> _Given data_:
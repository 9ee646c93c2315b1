use crate::core::{AppError, AppState};
use crate::entities::{User, UserRole};
use crate::repositories::Read;
use axum::extract::State;
use axum::{Error, body::Body, extract::Request, http, http::Response, middleware::Next};
use chrono::{Duration, Utc};
use jsonwebtoken::{DecodingKey, EncodingKey, Header, TokenData, Validation, decode, encode};
use serde::{Deserialize, Serialize};
use std::sync::Arc;
use tracing::{debug, error, info, instrument, warn};

/// Name of the cookie set at login
pub const TOKEN_COOKIE: &str = "token";

/// Content of the JWT
#[derive(Debug, Serialize, Deserialize)]
pub struct Claims {
    pub exp: usize, // Expiry time of the token
    pub iat: usize, // Issued at time of the token
    pub id: i64,
    pub username: String,
}

#[instrument(skip(secret), fields(username = %username, id = %id))]
pub fn encode_jwt(
    username: String,
    id: i64,
    secret: &str,
    lifetime_hours: i64,
) -> Result<String, Error> {
    debug!("Encoding JWT token for user");
    let now = Utc::now();
    let expire = Duration::hours(lifetime_hours);
    let exp: usize = (now + expire).timestamp() as usize;
    let iat: usize = now.timestamp() as usize;
    let claim = Claims {
        iat,
        exp,
        username,
        id,
    };

    encode(
        &Header::default(),
        &claim,
        &EncodingKey::from_secret(secret.as_ref()),
    )
    .map_err(|e| {
        error!("Failed to encode JWT token: {:?}", e);
        Error::new("Error in encoding jwt token")
    })
}

#[instrument(skip(jwt_token, secret))]
pub fn decode_jwt(jwt_token: &str, secret: &str) -> Result<TokenData<Claims>, Error> {
    decode(
        jwt_token,
        &DecodingKey::from_secret(secret.as_ref()),
        &Validation::default(),
    )
    .map_err(|e| {
        warn!("Failed to decode JWT token: {:?}", e);
        Error::new("Error in decoding jwt token")
    })
}

/// Finds the token in, by priority: `Authorization: Bearer`, the `token`
/// cookie, the `token` query parameter (browsers cannot set headers on a
/// WebSocket handshake).
fn extract_token(req: &Request) -> Option<String> {
    let headers = req.headers();

    if let Some(value) = headers.get(http::header::AUTHORIZATION) {
        let value = value.to_str().ok()?;
        let mut parts = value.split_whitespace();
        return match (parts.next(), parts.next()) {
            (Some(scheme), Some(token)) if scheme.eq_ignore_ascii_case("bearer") => {
                Some(token.to_string())
            }
            _ => None,
        };
    }

    let from_cookie = headers
        .get_all(http::header::COOKIE)
        .iter()
        .filter_map(|v| v.to_str().ok())
        .flat_map(|v| v.split(';'))
        .filter_map(|pair| pair.trim().split_once('='))
        .find(|(name, _)| *name == TOKEN_COOKIE)
        .map(|(_, value)| value.to_string());
    if from_cookie.is_some() {
        return from_cookie;
    }

    req.uri()
        .query()?
        .split('&')
        .filter_map(|pair| pair.split_once('='))
        .find(|(name, _)| *name == "token")
        .map(|(_, value)| value.to_string())
}

#[instrument(skip(state, req, next))]
pub async fn authentication_middleware(
    State(state): State<Arc<AppState>>,
    mut req: Request,
    next: Next,
) -> Result<Response<Body>, AppError> {
    debug!("Running authentication middleware");
    let token = extract_token(&req).ok_or_else(|| {
        warn!("Missing or malformed credentials");
        AppError::unauthorized("Please provide a bearer token")
    })?;

    let token_data = decode_jwt(&token, &state.jwt_secret)
        .map_err(|_| AppError::unauthorized("Unable to decode token"))?;

    let current_user = match state.user.read(&token_data.claims.id).await? {
        Some(user) if !user.password.is_empty() => user,
        _ => {
            warn!(user_id = token_data.claims.id, "Token refers to an unknown or deleted user");
            return Err(AppError::unauthorized("You are not an authorized user"));
        }
    };
    debug!("User authenticated: {}", current_user.username);

    req.extensions_mut().insert(current_user);
    Ok(next.run(req).await)
}

/// Checks that `user` holds at least `minimum`
#[instrument(skip(user), fields(user_id = user.user_id))]
pub fn require_role(user: &User, minimum: UserRole) -> Result<(), AppError> {
    if !user.has_role(minimum) {
        warn!(
            "User {} has insufficient role {:?}, required {:?}",
            user.user_id, user.role, minimum
        );
        return Err(AppError::forbidden("Insufficient role").with_details(format!(
            "This action requires the {:?} role or higher",
            minimum
        )));
    }

    info!("Role check passed for user {} with role {:?}", user.user_id, user.role);
    Ok(())
}
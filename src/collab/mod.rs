//! Collaborative editing - text operations and the set of documents being edited
//!
//! There is no operational transform: operations are applied in the order
//! they reach a document's lock.

pub mod operation;
pub mod session;

pub use operation::{OperationError, TextOperation, TextRange};
pub use session::{AppliedOperation, DocumentSessions, FLUSH_THRESHOLD, OperationOutcome};
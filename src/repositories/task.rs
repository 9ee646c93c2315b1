//! TaskRepository - tasks and the filters behind the board and burndown

use super::{Create, Delete, Read, Update};
use crate::dtos::{CreateTaskDTO, TaskQuery, UpdateTaskDTO};
use crate::entities::{Task, TaskPriority, TaskStatus};
use chrono::{DateTime, Utc};
use sqlx::{Error, QueryBuilder, Sqlite, SqlitePool};
use tracing::instrument;

pub struct TaskRepository {
    connection_pool: SqlitePool,
}

/// `completed_at` follows the status: set when a task first reaches DONE,
/// cleared when it leaves DONE.
fn completion_time(
    current: Option<DateTime<Utc>>,
    status: TaskStatus,
    now: DateTime<Utc>,
) -> Option<DateTime<Utc>> {
    match status {
        TaskStatus::Done => current.or(Some(now)),
        _ => None,
    }
}

impl TaskRepository {
    pub fn new(connection_pool: SqlitePool) -> Self {
        Self { connection_pool }
    }

    #[instrument(skip(self))]
    pub async fn find_filtered(&self, filter: &TaskQuery) -> Result<Vec<Task>, Error> {
        let mut builder: QueryBuilder<Sqlite> = QueryBuilder::new("SELECT * FROM tasks WHERE 1 = 1");
        if let Some(sprint_id) = filter.sprint_id {
            builder.push(" AND sprint_id = ").push_bind(sprint_id);
        }
        if let Some(status) = filter.status {
            builder.push(" AND status = ").push_bind(status);
        }
        if let Some(assignee_id) = filter.assignee_id {
            builder.push(" AND assignee_id = ").push_bind(assignee_id);
        }
        builder.push(" ORDER BY created_at, task_id");
        builder
            .build_query_as::<Task>()
            .fetch_all(&self.connection_pool)
            .await
    }

    pub async fn find_by_sprint(&self, sprint_id: i64) -> Result<Vec<Task>, Error> {
        self.find_filtered(&TaskQuery {
            sprint_id: Some(sprint_id),
            ..Default::default()
        })
        .await
    }

    pub async fn update_status(&self, id: i64, status: TaskStatus) -> Result<Task, Error> {
        self.update(
            &id,
            &UpdateTaskDTO {
                status: Some(status),
                ..Default::default()
            },
        )
        .await
    }
}

impl Create<Task, CreateTaskDTO> for TaskRepository {
    async fn create(&self, data: &CreateTaskDTO) -> Result<Task, Error> {
        let now = Utc::now();
        let status = data.status.unwrap_or(TaskStatus::Todo);
        sqlx::query_as::<_, Task>(
            r#"
            INSERT INTO tasks (sprint_id, title, description, status, priority, assignee_id,
                               story_points, completed_at, created_at, updated_at)
            VALUES (?, ?, ?, ?, ?, ?, ?, ?, ?, ?)
            RETURNING *
            "#,
        )
        .bind(data.sprint_id)
        .bind(&data.title)
        .bind(&data.description)
        .bind(status)
        .bind(data.priority.unwrap_or(TaskPriority::Medium))
        .bind(data.assignee_id)
        .bind(data.story_points.unwrap_or(0))
        .bind(completion_time(None, status, now))
        .bind(now)
        .bind(now)
        .fetch_one(&self.connection_pool)
        .await
    }
}

impl Read<Task, i64> for TaskRepository {
    async fn read(&self, id: &i64) -> Result<Option<Task>, Error> {
        sqlx::query_as::<_, Task>("SELECT * FROM tasks WHERE task_id = ?")
            .bind(id)
            .fetch_optional(&self.connection_pool)
            .await
    }
}

impl Update<Task, UpdateTaskDTO, i64> for TaskRepository {
    async fn update(&self, id: &i64, data: &UpdateTaskDTO) -> Result<Task, Error> {
        let current = self.read(id).await?.ok_or(Error::RowNotFound)?;
        let now = Utc::now();
        let status = data.status.unwrap_or(current.status);

        sqlx::query_as::<_, Task>(
            r#"
            UPDATE tasks
            SET sprint_id = COALESCE(?, sprint_id),
                title = COALESCE(?, title),
                description = COALESCE(?, description),
                status = ?,
                priority = COALESCE(?, priority),
                assignee_id = COALESCE(?, assignee_id),
                story_points = COALESCE(?, story_points),
                completed_at = ?,
                updated_at = ?
            WHERE task_id = ?
            RETURNING *
            "#,
        )
        .bind(data.sprint_id)
        .bind(&data.title)
        .bind(&data.description)
        .bind(status)
        .bind(data.priority)
        .bind(data.assignee_id)
        .bind(data.story_points)
        .bind(completion_time(current.completed_at, status, now))
        .bind(now)
        .bind(id)
        .fetch_optional(&self.connection_pool)
        .await?
        .ok_or(Error::RowNotFound)
    }
}

impl Delete<i64> for TaskRepository {
    async fn delete(&self, id: &i64) -> Result<bool, Error> {
        let result = sqlx::query("DELETE FROM tasks WHERE task_id = ?")
            .bind(id)
            .execute(&self.connection_pool)
            .await?;
        Ok(result.rows_affected() > 0)
    }
}
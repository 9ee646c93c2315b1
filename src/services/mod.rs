//! Services module - HTTP handlers grouped by feature
//!
//! Handlers extract what they need, call the repositories through
//! `AppState` and push real-time side effects to the ws layer.

pub mod auth;
pub mod burndown;
pub mod chat;
pub mod document;
pub mod export;
pub mod forum;
pub mod resource;
pub mod retro;
pub mod retro_template;
pub mod sprint;
pub mod task;
pub mod user;

pub use auth::{change_password, get_me, login_user, register_user, update_profile};
pub use burndown::{get_sprint_burndown, refresh_after_task};
pub use chat::{
    active_users, delete_message, list_messages, post_message, search_messages, update_message,
};
pub use document::{
    apply_operation, create_document, document_active_users, get_document, put_collaborator,
    remove_collaborator, save_document,
};
pub use export::export_retro;
pub use forum::{
    create_category, create_reply, create_thread, delete_reply, delete_thread, get_category,
    get_thread, list_categories, list_category_threads, list_replies, search_threads,
    update_reply, update_thread,
};
pub use resource::{
    create_resource, delete_resource, get_resource, list_by_category, list_by_difficulty,
    list_resources, search_by_tags, update_resource,
};
pub use retro::{
    add_action, add_item, create_retro, delete_action, delete_item, delete_retro, get_retro,
    list_actions, list_items, list_sprint_retros, unvote_item, update_action, update_item,
    update_retro_status, vote_item,
};
pub use retro_template::{
    create_template, delete_template, get_template, list_templates, update_template,
};
pub use sprint::{create_sprint, delete_sprint, get_sprint, list_sprints, update_sprint};
pub use task::{
    create_task, delete_task, get_board, get_task, list_tasks, update_task, update_task_status,
};
pub use user::{delete_my_account, get_user_by_id, search_users, update_user_role};

use crate::AppState;
use axum::{extract::State, http::StatusCode, response::IntoResponse};
use std::sync::Arc;

/// Root endpoint - health check
pub async fn root(State(_state): State<Arc<AppState>>) -> impl IntoResponse {
    (StatusCode::OK, "Server is running!")
}
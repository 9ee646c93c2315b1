//! Task entity - a card on the Kanban board

use super::enums::{TaskPriority, TaskStatus};
use chrono::{DateTime, Utc};
use serde::{Deserialize, Serialize};

#[derive(Serialize, Deserialize, Debug, Clone, PartialEq, sqlx::FromRow)]
pub struct Task {
    pub task_id: i64,
    pub sprint_id: Option<i64>,
    pub title: String,
    pub description: Option<String>,
    pub status: TaskStatus,
    pub priority: TaskPriority,
    pub assignee_id: Option<i64>,
    pub story_points: i64,
    // set when the task enters DONE, cleared when it leaves
    pub completed_at: Option<DateTime<Utc>>,
    pub created_at: DateTime<Utc>,
    pub updated_at: DateTime<Utc>,
}
//! Sprint services

use crate::core::{AppError, AppState};
use crate::dtos::{CreateSprintDTO, UpdateSprintDTO, sprint::check_window};
use crate::entities::{Sprint, User};
use crate::repositories::{Create, Delete, Read, Update};
use axum::{
    Extension,
    extract::{Json, Path, State},
    http::StatusCode,
    response::IntoResponse,
};
use std::sync::Arc;
use tracing::{info, instrument};
use validator::Validate;

pub async fn list_sprints(State(state): State<Arc<AppState>>) -> Result<Json<Vec<Sprint>>, AppError> {
    Ok(Json(state.sprint.find_all().await?))
}

#[instrument(skip(state, current_user, body), fields(user_id = current_user.user_id))]
pub async fn create_sprint(
    State(state): State<Arc<AppState>>,
    Extension(current_user): Extension<User>,
    Json(body): Json<CreateSprintDTO>,
) -> Result<impl IntoResponse, AppError> {
    body.validate()?;
    let sprint = state.sprint.create(&body).await?;
    info!(sprint_id = sprint.sprint_id, "Sprint created");
    Ok((StatusCode::CREATED, Json(sprint)))
}

pub async fn get_sprint(
    State(state): State<Arc<AppState>>,
    Path(sprint_id): Path<i64>,
) -> Result<Json<Sprint>, AppError> {
    state
        .sprint
        .read(&sprint_id)
        .await?
        .map(Json)
        .ok_or_else(|| AppError::not_found("Sprint not found"))
}

#[instrument(skip(state, body))]
pub async fn update_sprint(
    State(state): State<Arc<AppState>>,
    Path(sprint_id): Path<i64>,
    Json(body): Json<UpdateSprintDTO>,
) -> Result<Json<Sprint>, AppError> {
    body.validate()?;
    let current = state
        .sprint
        .read(&sprint_id)
        .await?
        .ok_or_else(|| AppError::not_found("Sprint not found"))?;

    let start = body.start_date.unwrap_or(current.start_date);
    let end = body.end_date.unwrap_or(current.end_date);
    check_window(&start, &end).map_err(|err| {
        AppError::bad_request("Validation error")
            .with_details(err.message.unwrap_or_default().into_owned())
    })?;

    let sprint = state.sprint.update(&sprint_id, &body).await?;
    state.burndown.invalidate(sprint_id);
    Ok(Json(sprint))
}

#[instrument(skip(state))]
pub async fn delete_sprint(
    State(state): State<Arc<AppState>>,
    Path(sprint_id): Path<i64>,
) -> Result<impl IntoResponse, AppError> {
    if !state.sprint.delete(&sprint_id).await? {
        return Err(AppError::not_found("Sprint not found"));
    }
    state.burndown.invalidate(sprint_id);
    info!("Sprint deleted");
    Ok(StatusCode::NO_CONTENT)
}
//! Retrospective entities - templates, retros, items and action items

use super::enums::RetroStatus;
use chrono::{DateTime, Utc};
use serde::{Deserialize, Serialize};
use sqlx::types::Json;

/// Column of a retrospective board
#[derive(Serialize, Deserialize, Debug, Clone, PartialEq)]
pub struct RetroCategory {
    pub id: String,
    pub name: String,
    pub color: String,
}

impl RetroCategory {
    pub fn new(id: &str, name: &str, color: &str) -> Self {
        Self {
            id: id.to_string(),
            name: name.to_string(),
            color: color.to_string(),
        }
    }

    /// Columns used by a retro created without a template
    pub fn defaults() -> Vec<RetroCategory> {
        vec![
            RetroCategory::new("1", "What Went Well", "#28a745"),
            RetroCategory::new("2", "What Could Be Improved", "#ffc107"),
            RetroCategory::new("3", "Action Items", "#007bff"),
        ]
    }
}

#[derive(Serialize, Deserialize, Debug, Clone, sqlx::FromRow)]
pub struct RetroTemplate {
    pub template_id: String,
    pub name: String,
    pub description: Option<String>,
    pub categories: Json<Vec<RetroCategory>>,
    pub is_custom: bool,
    pub created_at: DateTime<Utc>,
    pub updated_at: Option<DateTime<Utc>>,
}

#[derive(Serialize, Deserialize, Debug, Clone, sqlx::FromRow)]
pub struct Retro {
    pub retro_id: i64,
    pub sprint_id: Option<i64>,
    pub title: String,
    pub template_id: Option<String>,
    pub status: RetroStatus,
    pub categories: Json<Vec<RetroCategory>>,
    pub created_by: i64,
    pub created_at: DateTime<Utc>,
    pub updated_at: DateTime<Utc>,
}

#[derive(Serialize, Deserialize, Debug, Clone, sqlx::FromRow)]
pub struct RetroItem {
    pub item_id: i64,
    pub retro_id: i64,
    pub category_id: String,
    pub content: String,
    pub author_id: i64,
    pub votes: i64,
    pub created_at: DateTime<Utc>,
    pub updated_at: DateTime<Utc>,
}

#[derive(Serialize, Deserialize, Debug, Clone, sqlx::FromRow)]
pub struct ActionItem {
    pub action_id: i64,
    pub retro_id: i64,
    pub content: String,
    pub assignee: Option<String>,
    pub done: bool,
    pub created_at: DateTime<Utc>,
}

> _Exercise aim_:
State how many lines of the records contain the word "COALESCE". Give that number alone.

> _Answer below_:
6